* **ASSIGNED TASK**:
In the records below, find the line containing "async fn test_argument_order()" and retype it and every line after it exactly, adding nothing.

[[ MATERIALS PROVIDED open ]]

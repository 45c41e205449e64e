//! 统一规则集合并
//!
//! 重新读取域名优先方言已写出的目录，这次按输出文件名（而非分类）分组，
//! 跨三个分段子目录重新归类，得到跨分类的统一规则集，作为压缩编译的输入。
use crate::cancel::CancelSignal;
use crate::dialect::writer::write_bucket_file;
use crate::dialect::{DialectFormat, HeaderBlock};
use crate::error::RsResult;
use crate::fs_util::sorted_files;
use crate::stats::MergeStats;
use log::debug;
use rsruleset_engine::{Bucket, DefaultBucketPolicy, MergeOptions, Provenance, SegmentSet, UnifiedNormalizer};
use std::collections::BTreeMap;
use std::path::{Path, PathBuf};
use std::time::Instant;

/// 统一规则集输出目录名
pub const UNIFIED_DIR_NAME: &str = "UnifiedRuleSet";

/// 统一规则集合并器
pub struct UnifiedMerger {
    source_root: PathBuf,
    target_root: PathBuf,
    normalizer: UnifiedNormalizer,
    header: HeaderBlock,
}

impl UnifiedMerger {
    /// `source_root` 为域名优先方言的输出目录，`output_root` 为总输出目录
    pub fn new(source_root: &Path, output_root: &Path, options: MergeOptions, header: HeaderBlock) -> Self {
        Self {
            source_root: source_root.to_path_buf(),
            target_root: output_root.join(UNIFIED_DIR_NAME),
            normalizer: UnifiedNormalizer::new(options),
            header,
        }
    }

    pub fn target_root(&self) -> &Path {
        &self.target_root
    }

    /// 读取 + 合并 + 写出
    pub async fn run(&self, cancel: &CancelSignal) -> RsResult<MergeStats> {
        let start = Instant::now();
        let mut stats = MergeStats::default();
        let merged = self.collect(cancel, &mut stats).await?;

        stats.file_keys = merged.len();
        for (file_name, segments) in &merged {
            cancel.checkpoint()?;
            stats.buckets.add_segments(segments);
            // 文件名以分类名开头，仅用于挑选头部模板
            let provenance = Provenance::from_category_name(file_name);
            for (bucket, lines) in segments.non_empty_buckets() {
                let path = self.target_root.join(bucket.dir_name()).join(file_name);
                write_bucket_file(&path, DialectFormat::PlainList, &self.header, provenance, lines).await?;
                stats.files_written += 1;
            }
        }

        stats.print_stats(start.elapsed());
        Ok(stats)
    }

    /// 按输出文件名分组重新归类（运行期局部状态）
    pub async fn collect(
        &self,
        cancel: &CancelSignal,
        stats: &mut MergeStats,
    ) -> RsResult<BTreeMap<String, SegmentSet>> {
        let mut merged: BTreeMap<String, SegmentSet> = BTreeMap::new();

        for source_bucket in Bucket::ALL {
            let dir = self.source_root.join(source_bucket.dir_name());
            let policy = DefaultBucketPolicy::for_source_bucket(source_bucket);

            for path in sorted_files(&dir)? {
                cancel.checkpoint()?;
                let Some(file_name) = path.file_name().and_then(|n| n.to_str()) else {
                    continue;
                };

                let content = tokio::fs::read_to_string(&path).await?;
                let segments = merged.entry(file_name.to_string()).or_default();
                let mut count = 0;
                for line in content.lines() {
                    if let Some(classified) = self.normalizer.normalize(line, policy) {
                        segments.push(classified.bucket, classified.value);
                        count += 1;
                    }
                }
                stats.files_read += 1;
                debug!("合并 {}/{}：{} 行", source_bucket, file_name, count);
            }
        }

        Ok(merged)
    }
}

#[cfg(test)]
mod tests {
    use super::*;
    use std::fs;

    fn write(root: &Path, relative: &str, content: &str) {
        let path = root.join(relative);
        fs::create_dir_all(path.parent().unwrap()).unwrap();
        fs::write(path, content).unwrap();
    }

    fn read_lines(path: &Path) -> Vec<String> {
        fs::read_to_string(path)
            .unwrap()
            .lines()
            .filter(|l| !l.starts_with('#'))
            .map(str::to_string)
            .collect()
    }

    #[tokio::test]
    async fn test_merge_groups_by_file_name_across_buckets() {
        let tmp = tempfile::tempdir().unwrap();
        let surge = tmp.path().join("Surge");
        write(&surge, "domainset/bm7_google.list", "# Count: 2\nyoutube.com\nGoogleapis.com\n");
        write(
            &surge,
            "non_ip/bm7_google.list",
            "DOMAIN-SUFFIX,Google.COM\nDOMAIN-KEYWORD,google\nIP-CIDR,8.8.4.0/24,no-resolve\n",
        );
        write(&surge, "ip/bm7_google.list", "8.8.8.8\nIP-ASN,AS15169\n");
        write(&surge, "ip/sukka_cdn.list", "IP-CIDR6,2001:db8::/32\n");

        let merger = UnifiedMerger::new(&surge, tmp.path(), MergeOptions::default(), HeaderBlock::now());
        let stats = merger.run(&CancelSignal::never()).await.unwrap();
        assert_eq!(stats.files_read, 4);
        assert_eq!(stats.file_keys, 2);

        let unified = tmp.path().join(UNIFIED_DIR_NAME);
        assert_eq!(
            read_lines(&unified.join("domainset/bm7_google.list")),
            vec!["youtube.com", "googleapis.com", "+.google.com"]
        );
        assert_eq!(read_lines(&unified.join("non_ip/bm7_google.list")), vec!["DOMAIN-KEYWORD,google", "IP-ASN,AS15169"]);
        assert_eq!(read_lines(&unified.join("ip/bm7_google.list")), vec!["8.8.4.0/24", "8.8.8.8"]);
        assert_eq!(read_lines(&unified.join("ip/sukka_cdn.list")), vec!["2001:db8::/32"]);
        assert!(!unified.join("domainset/sukka_cdn.list").exists());
    }

    #[tokio::test]
    async fn test_union_of_disjoint_sources_without_loss_or_duplication() {
        let tmp = tempfile::tempdir().unwrap();
        let surge = tmp.path().join("Surge");
        write(&surge, "domainset/custom_ads.list", "a.com\nb.com\n");
        write(&surge, "non_ip/custom_ads.list", "DOMAIN,c.com\nDOMAIN-SUFFIX,d.com\n");

        let merger = UnifiedMerger::new(&surge, tmp.path(), MergeOptions::default(), HeaderBlock::now());
        let merged = merger
            .collect(&CancelSignal::never(), &mut MergeStats::default())
            .await
            .unwrap();

        let ads = merged.get("custom_ads.list").unwrap();
        assert_eq!(ads.domain, vec!["a.com", "b.com", "c.com", "+.d.com"]);
        assert!(ads.non_ip.is_empty());
        assert!(ads.ip.is_empty());
    }

    #[tokio::test]
    async fn test_header_follows_recovered_provenance() {
        let tmp = tempfile::tempdir().unwrap();
        let surge = tmp.path().join("Surge");
        write(&surge, "domainset/sukka_cdn.list", "cdn.example.com\n");
        write(&surge, "domainset/orphan.list", "x.example.com\n");

        let merger = UnifiedMerger::new(&surge, tmp.path(), MergeOptions::default(), HeaderBlock::now());
        merger.run(&CancelSignal::never()).await.unwrap();

        let unified = tmp.path().join(UNIFIED_DIR_NAME);
        let sukka = fs::read_to_string(unified.join("domainset/sukka_cdn.list")).unwrap();
        assert!(sukka.contains("# Count: 1"));
        assert!(sukka.contains("SukkaW/Surge"));
        let orphan = fs::read_to_string(unified.join("domainset/orphan.list")).unwrap();
        assert_eq!(orphan, "x.example.com\n");
    }
}
//! 外部规则编译器
//!
//! 调用约定：`{program} {subcommand} <domain|ipcidr> text <input> <output>`，
//! 非零退出码只视为该文件失败。
use crate::cancel::CancelSignal;
use crate::config::CompilerConfig;
use crate::error::{FileError, FileResult};
use async_trait::async_trait;
use rsruleset_engine::Bucket;
use std::fmt::{Display, Formatter};
use std::path::{Path, PathBuf};
use std::process::Stdio;
use tokio::process::Command;

/// 编译行为（规则集类型）
#[derive(Debug, Clone, Copy, PartialEq, Eq)]
pub enum Behavior {
    Domain,
    IpCidr,
}

impl Behavior {
    pub fn as_str(&self) -> &'static str {
        match self {
            Behavior::Domain => "domain",
            Behavior::IpCidr => "ipcidr",
        }
    }

    /// 只有域名与 IP 分段有二进制形式
    pub fn for_bucket(bucket: Bucket) -> Option<Behavior> {
        match bucket {
            Bucket::Domain => Some(Behavior::Domain),
            Bucket::Ip => Some(Behavior::IpCidr),
            Bucket::NonIp => None,
        }
    }
}

impl Display for Behavior {
    fn fmt(&self, f: &mut Formatter<'_>) -> std::fmt::Result {
        f.write_str(self.as_str())
    }
}

/// 规则编译器接口
#[async_trait]
pub trait RuleCompiler: Send + Sync {
    /// 把文本规则 `input` 编译为二进制 `output`
    async fn convert(&self, behavior: Behavior, input: &Path, output: &Path, cancel: &CancelSignal)
        -> FileResult<()>;
}

/// 以子进程方式调用的外部编译器
#[derive(Debug, Clone)]
pub struct SubprocessCompiler {
    program: PathBuf,
    subcommand: String,
}

impl SubprocessCompiler {
    pub fn new(program: impl Into<PathBuf>, subcommand: impl Into<String>) -> Self {
        Self {
            program: program.into(),
            subcommand: subcommand.into(),
        }
    }

    pub fn from_config(config: &CompilerConfig) -> Self {
        Self::new(&config.program, &config.subcommand)
    }

    fn command(&self, behavior: Behavior, input: &Path, output: &Path) -> Command {
        let mut command = Command::new(&self.program);
        if !self.subcommand.is_empty() {
            command.arg(&self.subcommand);
        }
        command
            .arg(behavior.as_str())
            .arg("text")
            .arg(input)
            .arg(output)
            .stdin(Stdio::null())
            .stdout(Stdio::piped())
            .stderr(Stdio::piped())
            .kill_on_drop(true);
        command
    }
}

#[async_trait]
impl RuleCompiler for SubprocessCompiler {
    async fn convert(
        &self,
        behavior: Behavior,
        input: &Path,
        output: &Path,
        cancel: &CancelSignal,
    ) -> FileResult<()> {
        let child = self
            .command(behavior, input, output)
            .spawn()
            .map_err(|source| FileError::SpawnFailed {
                program: self.program.display().to_string(),
                source,
            })?;

        // 取消时丢弃 future，kill_on_drop 负责结束子进程
        tokio::select! {
            result = child.wait_with_output() => {
                let result = result.map_err(|source| FileError::SpawnFailed {
                    program: self.program.display().to_string(),
                    source,
                })?;
                if result.status.success() {
                    Ok(())
                } else {
                    Err(FileError::CompileFailed {
                        path: output.to_path_buf(),
                        status: result.status,
                        stderr: String::from_utf8_lossy(&result.stderr).trim().to_string(),
                    })
                }
            }
            _ = cancel.cancelled() => Err(FileError::Interrupted { path: output.to_path_buf() }),
        }
    }
}

#[cfg(all(test, unix))]
mod tests {
    use super::*;

    #[tokio::test]
    async fn test_missing_program_is_spawn_failure() {
        let compiler = SubprocessCompiler::new("/nonexistent/rule-compiler", "convert");
        let err = compiler
            .convert(Behavior::Domain, Path::new("in"), Path::new("out"), &CancelSignal::never())
            .await
            .unwrap_err();
        assert!(matches!(err, FileError::SpawnFailed { .. }));
    }

    #[tokio::test]
    async fn test_non_zero_exit_is_compile_failure() {
        // `false` 忽略参数并返回 1
        let compiler = SubprocessCompiler::new("false", "");
        let err = compiler
            .convert(Behavior::IpCidr, Path::new("in"), Path::new("out.mrs"), &CancelSignal::never())
            .await
            .unwrap_err();
        match err {
            FileError::CompileFailed { path, status, .. } => {
                assert_eq!(path, PathBuf::from("out.mrs"));
                assert!(!status.success());
            }
            other => panic!("unexpected error: {other}"),
        }
    }

    #[test]
    fn test_default_command_line() {
        let compiler = SubprocessCompiler::from_config(&CompilerConfig::default());
        let command = compiler.command(Behavior::Domain, Path::new("in.txt"), Path::new("out.mrs"));
        let cmd = command.as_std();
        assert_eq!(cmd.get_program(), "mihomo");
        let args: Vec<_> = cmd.get_args().collect();
        assert_eq!(args, ["convert", "domain", "text", "in.txt", "out.mrs"]);
    }

    #[tokio::test]
    async fn test_argument_order() {
        let tmp = tempfile::tempdir().unwrap();
        let script = tmp.path().join("fake-compiler.sh");
        let log = tmp.path().join("args.txt");
        std::fs::write(&script, format!("echo \"$@\" > {}\n", log.display())).unwrap();

        // 以脚本路径充当子命令：sh <script> ipcidr text <in> <out>
        let compiler = SubprocessCompiler::new("sh", script.display().to_string());
        compiler
            .convert(Behavior::IpCidr, Path::new("a.txt"), Path::new("a.mrs"), &CancelSignal::never())
            .await
            .unwrap();

        let args = std::fs::read_to_string(&log).unwrap();
        assert_eq!(args.trim(), "ipcidr text a.txt a.mrs");
    }
}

[[ MATERIALS PROVIDED closed ]]

* **THE COMPLETED TASK**:
    async fn test_argument_order() {
        let tmp = tempfile::tempdir().unwrap();
        let script = tmp.path().join("fake-compiler.sh");
        let log = tmp.path().join("args.txt");
        std::fs::write(&script, format!("echo \"$@\" > {}\n", log.display())).unwrap();

        // 以脚本路径充当子命令：sh <script> ipcidr text <in> <out>
        let compiler = SubprocessCompiler::new("sh", script.display().to_string());
        compiler
            .convert(Behavior::IpCidr, Path::new("a.txt"), Path::new("a.mrs"), &CancelSignal::never())
            .await
            .unwrap();

        let args = std::fs::read_to_string(&log).unwrap();
        assert_eq!(args.trim(), "ipcidr text a.txt a.mrs");
    }
}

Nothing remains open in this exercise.